Following two months of hotter than expected prints (driven by surging energy prices and healthcare methodology changes), the October CPI print was expected to slow materially from the previous month (from 3.7% to 3.3% on headline) even if core was expected to remain unchanged at 4.1%. What we got, however, was a whopper, with CPI missing across the board with both headline and core prints coming in below expectations on both a sequential and annual basis.
Starting with the headline CPI, it came in at 3.2%, below the 3.3% expected, while MoM CPI also missed expectations, printing unchanged (0.0%), below the consensus of a 0.1% print, and sharply below last month's 0.4% print.
A similar picture emerged on core CPI, where the October MoM print was 0.2%, below the 0.3% consensus estimate and down from the 0.3% increase in Sept, while YoY managed to drop from 4.1% to 4.0% missing expectations of an unchanged print, and the lowest since Sept 2021!
According to the BLS, the index for shelter continued to rise in October (more below) offsetting a decline in the gasoline index and resulting in the seasonally adjusted index being unchanged over the month. The energy index fell 2.5 percent over the month as a 5.0-percent decline in the gasoline index more than offset increases in other energy component indexes. The food index increased 0.3 percent in October, after rising 0.2 percent in September. The index for food at home increased 0.3 percent over the month while the index for food away from home rose 0.4 percent.

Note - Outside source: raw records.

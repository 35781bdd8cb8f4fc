use anyhow::{Context, Result};
use clap::Parser;
use std::sync::Arc;
use tracing::info;

use nhl_goal_watch::config::NotifierConfig;
use nhl_goal_watch::db::NotifiedStore;
use nhl_goal_watch::nhl::NhlClient;
use nhl_goal_watch::notifier::{GoalMonitor, LogNotifier, Notifier, SmtpNotifier};

#[tokio::main]
async fn main() -> Result<()> {
    // Initialize logging
    tracing_subscriber::fmt()
        .with_env_filter(
            tracing_subscriber::EnvFilter::try_from_default_env()
                .unwrap_or_else(|_| tracing_subscriber::EnvFilter::new("info")),
        )
        .init();

    // Load configuration
    let config = NotifierConfig::parse();
    config.validate()?;
    let team = config.feed.team();

    // Pick the alert channel
    let notifier: Arc<dyn Notifier> = if config.dry_run {
        info!("🟡 DRY RUN mode – alerts are logged, not sent");
        Arc::new(LogNotifier)
    } else {
        let destination = config.destination().context("PHONE_NUMBER is required")?;
        let server = config.smtp_server.as_deref().context("SMTP_SERVER is required")?;
        let username = config.smtp_username.as_deref().context("SMTP_USERNAME is required")?;
        let password = config.smtp_password.as_deref().context("SMTP_PASSWORD is required")?;
        info!("📱 Alerts go to {} via {}:{}", destination, server, config.smtp_port);
        Arc::new(SmtpNotifier::new(
            server,
            config.smtp_port,
            username,
            password,
            &destination,
            config.feed.http_timeout(),
        )?)
    };

    // Open state database
    let store = NotifiedStore::open(&config.state_path)?;
    info!(
        "State database opened: {} ({} goals already notified)",
        config.state_path.display(),
        store.count()?
    );

    // Initialize NHL client
    let client = NhlClient::new(
        &config.feed.api_base_url,
        &team,
        config.feed.http_timeout(),
    )?;

    let mut monitor = GoalMonitor::new(
        Arc::new(client),
        notifier,
        store,
        &team,
        &config.feed.team_name,
    );

    // Poll until Ctrl-C
    tokio::select! {
        _ = monitor.run(config.check_interval()) => {}
        res = tokio::signal::ctrl_c() => {
            res.context("Failed to listen for Ctrl-C")?;
            info!("👋 Stopping goal monitor");
        }
    }
    Ok(())
}
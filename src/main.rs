use anyhow::{Context, Result};
use clap::Parser;
use std::fs::OpenOptions;
use std::io;
use std::sync::{Arc, Mutex};
use tracing::info;
use tracing_subscriber::EnvFilter;

use nhl_goal_watch::config::ScoreboardConfig;
use nhl_goal_watch::nhl::NhlClient;
use nhl_goal_watch::scoreboard::{plain, tui, Scoreboard};

fn env_filter() -> EnvFilter {
    EnvFilter::try_from_default_env().unwrap_or_else(|_| EnvFilter::new("info"))
}

#[tokio::main(flavor = "current_thread")]
async fn main() -> Result<()> {
    // Load and validate configuration
    let config = ScoreboardConfig::parse();
    config.validate()?;
    let team = config.feed.team();
    let interactive = !(config.plain || config.once);

    // The interactive screen owns stdout, so logs go to a file there.
    if interactive {
        let file = OpenOptions::new()
            .create(true)
            .append(true)
            .open(&config.log_file)
            .with_context(|| format!("Failed to open log file {}", config.log_file.display()))?;
        tracing_subscriber::fmt()
            .with_env_filter(env_filter())
            .with_ansi(false)
            .with_writer(Mutex::new(file))
            .init();
    } else {
        tracing_subscriber::fmt()
            .with_env_filter(env_filter())
            .with_writer(io::stderr)
            .init();
    }

    // Build the API client and display controller
    let tz = config.display_timezone()?;
    let client = NhlClient::new(
        &config.feed.api_base_url,
        &team,
        config.feed.http_timeout(),
    )?;
    let mut scoreboard = Scoreboard::new(
        Arc::new(client),
        &team,
        &config.feed.team_name,
        tz,
    );
    info!(
        "Starting NHL scoreboard for {} (refresh every {}s, times in {})",
        team, config.refresh_secs, config.timezone
    );

    // Run until quit (interactive) or forever / once (plain)
    if interactive {
        tui::run_interactive(&mut scoreboard, config.refresh_interval()).await
    } else {
        plain::run_plain(
            &mut scoreboard,
            &mut io::stdout(),
            config.refresh_interval(),
            config.once,
        )
        .await
    }
}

As noted above, the core CPI index rose 0.2% in October, after rising 0.3% in September, with the increase driven by rent, owners' equivalent rent, motor vehicle insurance, medical care, recreation, and personal care. The indexes for lodging away from home, used cars and trucks, communication, and airline fares were among those that decreased over the month.
Looking at the contributions to annual CPI it's clear that core goods inflation has all but disappeared (energy helped drag headline CPI lower in October), with the only sticky inflation left rooted deeply in services (primarily housing).

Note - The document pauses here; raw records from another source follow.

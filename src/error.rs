use thiserror::Error;

/// Failures talking to the NHL web API. Both variants are recoverable at the
/// poll-cycle boundary: the caller logs them and waits for the next cycle.
#[derive(Debug, Error)]
pub enum ApiError {
    /// Transport failure, timeout, or non-success HTTP status.
    #[error("network error for {url}: {reason}")]
    Network { url: String, reason: String },

    /// The response arrived but did not have the expected shape.
    #[error("unexpected response from {url}: {reason}")]
    Parse { url: String, reason: String },
}

impl ApiError {
    pub fn network(url: &str, reason: impl ToString) -> Self {
        ApiError::Network {
            url: url.to_string(),
            reason: reason.to_string(),
        }
    }

    pub fn parse(url: &str, reason: impl ToString) -> Self {
        ApiError::Parse {
            url: url.to_string(),
            reason: reason.to_string(),
        }
    }
}

/// A goal alert could not be handed to the outbound channel.
#[derive(Debug, Error)]
#[error("failed to send via {channel}: {reason}")]
pub struct SendError {
    pub channel: String,
    pub reason: String,
}

impl SendError {
    pub fn new(channel: &str, reason: impl ToString) -> Self {
        SendError {
            channel: channel.to_string(),
            reason: reason.to_string(),
        }
    }
}

/// The interactive terminal could not be set up. Fatal for the scoreboard.
#[derive(Debug, Error)]
#[error("cannot initialise terminal: {0} (try --plain for line-by-line output)")]
pub struct DisplayInitError(#[from] pub std::io::Error);

pub type ApiResult<T> = std::result::Result<T, ApiError>;
//! The row-fetching boundary. Joins and server-side filtering happen behind
//! this trait; the aggregation engine only sees materialized rows.

use chrono::{DateTime, Utc};

use crate::model::{IssueTest, JoinedRow, TreeCheckoutRow};

/// Hardware, origin and inclusive checkout start-time window of a query.
#[derive(Debug, Clone, PartialEq, Eq)]
pub struct HardwareQuery {
    pub hardware_id: String,
    pub origin: String,
    pub start: DateTime<Utc>,
    pub end: DateTime<Utc>,
}

pub trait RowSource: Send + Sync {
    /// One row per matching test with its checkout identity, commit and
    /// checkout start time, unordered.
    fn fetch_tree_checkouts(&self, query: &HardwareQuery) -> anyhow::Result<Vec<TreeCheckoutRow>>;

    /// Tests of the hardware joined with build, checkout and build incidents.
    fn fetch_hardware_rows(&self, query: &HardwareQuery) -> anyhow::Result<Vec<JoinedRow>>;

    fn latest_issue_version(&self, issue_id: &str) -> anyhow::Result<Option<i64>>;

    fn fetch_issue_tests(&self, issue_id: &str, version: i64) -> anyhow::Result<Vec<IssueTest>>;
}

On a sequential basis, we also find that core goods inflation has been negative for the past 5 months, with energy helping drag down the headline print to unchanged (energy detracted 0.176% from the bottom line number).
The shelter index increased 0.3% in October, after rising 0.6% the previous month. The index for rent rose 0.5% in October, and the index for owners' equivalent rent increased 0.4% over the month. The lodging away from home index decreased 2.5% in October The shelter index was the largest factor in the monthly increase in the index for all items less food and energy.
Of the above, lodging away from home was perhaps the most notable one: it was a key driver of inflation in Sep, today it mean-reverted and was a big catalyst for the core CPI miss.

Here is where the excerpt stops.